Months after the September 11th terrorist attacks, Dr. Difede and Dr. Hunter Hoffman, director of the Virtual Reality Research Center at the University of Washington, gave virtual reality treatments to a survivor with acute PTSD, one of the first reported uses of the therapy. Dr. Difede said that the first time the patient put on the headset, she began to cry. “I never thought I’d see the World Trade Center again,” she said to Dr. Difede. After six hour sessions, the patient experienced a 90 percent decrease in PTSD symptoms. Dr. Difede later tested VR exposure therapy on veterans of the Iraq war; 16 of the first 20 patients no longer met the diagnostic criteria for PTSD after completion of treatment.

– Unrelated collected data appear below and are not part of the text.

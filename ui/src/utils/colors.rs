//! Shared color constants for the UI.

use egui::Color32;

/// Forest green for activated accounts.
pub const COLOR_GREEN: Color32 = Color32::from_rgb(34, 139, 34);

/// Red for deactivated accounts and errors.
pub const COLOR_RED: Color32 = Color32::from_rgb(220, 53, 69);

/// Authority badge background.
pub const COLOR_BADGE: Color32 = Color32::from_rgb(23, 162, 184);

/// Text drawn on colored buttons and badges.
pub const COLOR_ON_FILL: Color32 = Color32::WHITE;
#![warn(clippy::all, rust_2018_idioms)]

pub mod app;
pub mod state;
pub mod utils;
pub mod widgets;

pub use app::RosterApp;
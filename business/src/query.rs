//! Query-string reader over `url`'s `application/x-www-form-urlencoded` parser.

use url::form_urlencoded;

/// Decoded `key=value` pairs of a location's search string, in order.
#[derive(Debug, Clone, Default, PartialEq, Eq)]
pub struct QueryParams {
    pairs: Vec<(String, String)>,
}

impl QueryParams {
    /// Parses `?a=1&b=2` (the leading `?` is optional). Keys without `=`
    /// get an empty value; `+` decodes to a space.
    pub fn parse(search: &str) -> Self {
        let search = search.strip_prefix('?').unwrap_or(search);
        let pairs = form_urlencoded::parse(search.as_bytes())
            .into_owned()
            .collect();
        Self { pairs }
    }

    /// First value for `key`.
    pub fn get(&self, key: &str) -> Option<&str> {
        self.pairs
            .iter()
            .find(|(k, _)| k == key)
            .map(|(_, v)| v.as_str())
    }

    pub fn is_empty(&self) -> bool {
        self.pairs.is_empty()
    }
}
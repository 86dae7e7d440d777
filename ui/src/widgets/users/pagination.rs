//! Item count line and pager under the users table.

use egui::{Button, Ui};
use roster_business::pagination::{MAX_PAGE_BUTTONS, page_count, page_window};
use roster_business::{ItemCount, PaginationState};

/// Renders "Showing a - b of n items." and the pager. Returns the page a
/// button asked for.
pub fn render_pagination(
    ui: &mut Ui,
    pagination: &PaginationState,
    total_items: u64,
) -> Option<u32> {
    let active = pagination.active_page;
    let total_pages = page_count(total_items, pagination.items_per_page);

    ui.vertical_centered(|ui| {
        ui.label(ItemCount::new(active, pagination.items_per_page, total_items).to_string());
    });

    ui.horizontal(|ui| {
        let mut target = None;
        let has_previous = active > 1;
        let has_next = active < total_pages;

        if ui
            .add_enabled(has_previous, Button::new("«"))
            .on_hover_text("First page")
            .clicked()
        {
            target = Some(1);
        }
        if ui
            .add_enabled(has_previous, Button::new("‹"))
            .on_hover_text("Previous page")
            .clicked()
        {
            target = Some(active - 1);
        }
        for page in page_window(active, total_pages, MAX_PAGE_BUTTONS) {
            if ui.selectable_label(page == active, page.to_string()).clicked() {
                target = Some(page);
            }
        }
        if ui
            .add_enabled(has_next, Button::new("›"))
            .on_hover_text("Next page")
            .clicked()
        {
            target = Some(active + 1);
        }
        if ui
            .add_enabled(has_next, Button::new("»"))
            .on_hover_text("Last page")
            .clicked()
        {
            target = Some(total_pages);
        }
        target
    })
    .inner
}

At the University of Central Florida, a team called UCF Restores has developed trauma therapies using VR that allow clinicians to control the level of detail of a simulation, right down to the color of a bedspread or a television that can be turned on or off. to more easily trigger traumatic memories. The program provides free trauma therapy, often with VR, to Florida residents and focuses on treating PTSD.
Dr. Deborah Beidel, professor of psychology and executive director of UCF Restores, has expanded treatment methods beyond the visual aspects, adjusting sounds and even smells to create augmented reality for patients.
Jonathan Tissue, 35, a former Marine, sought treatment at UCF Restores in early 2020 after talk therapy and medication failed to relieve his PTSD symptoms, which included flashbacks, anxiety, and mood swings. In the end, it was the smells pumped into the room while he was describing his military service to a clinician that helped bring his memories back to life. There was the stench of burning tires, diesel fumes, the smell of rotting corpses. He heard the sounds of ammunition being fired. His chair rumbled thanks to the simulated vibrations of the center.
“It opened certain doors that I could start talking about,” he said. He talked through his newly discovered memories with a therapist and a support group and processed the terror that had built up in his body for years.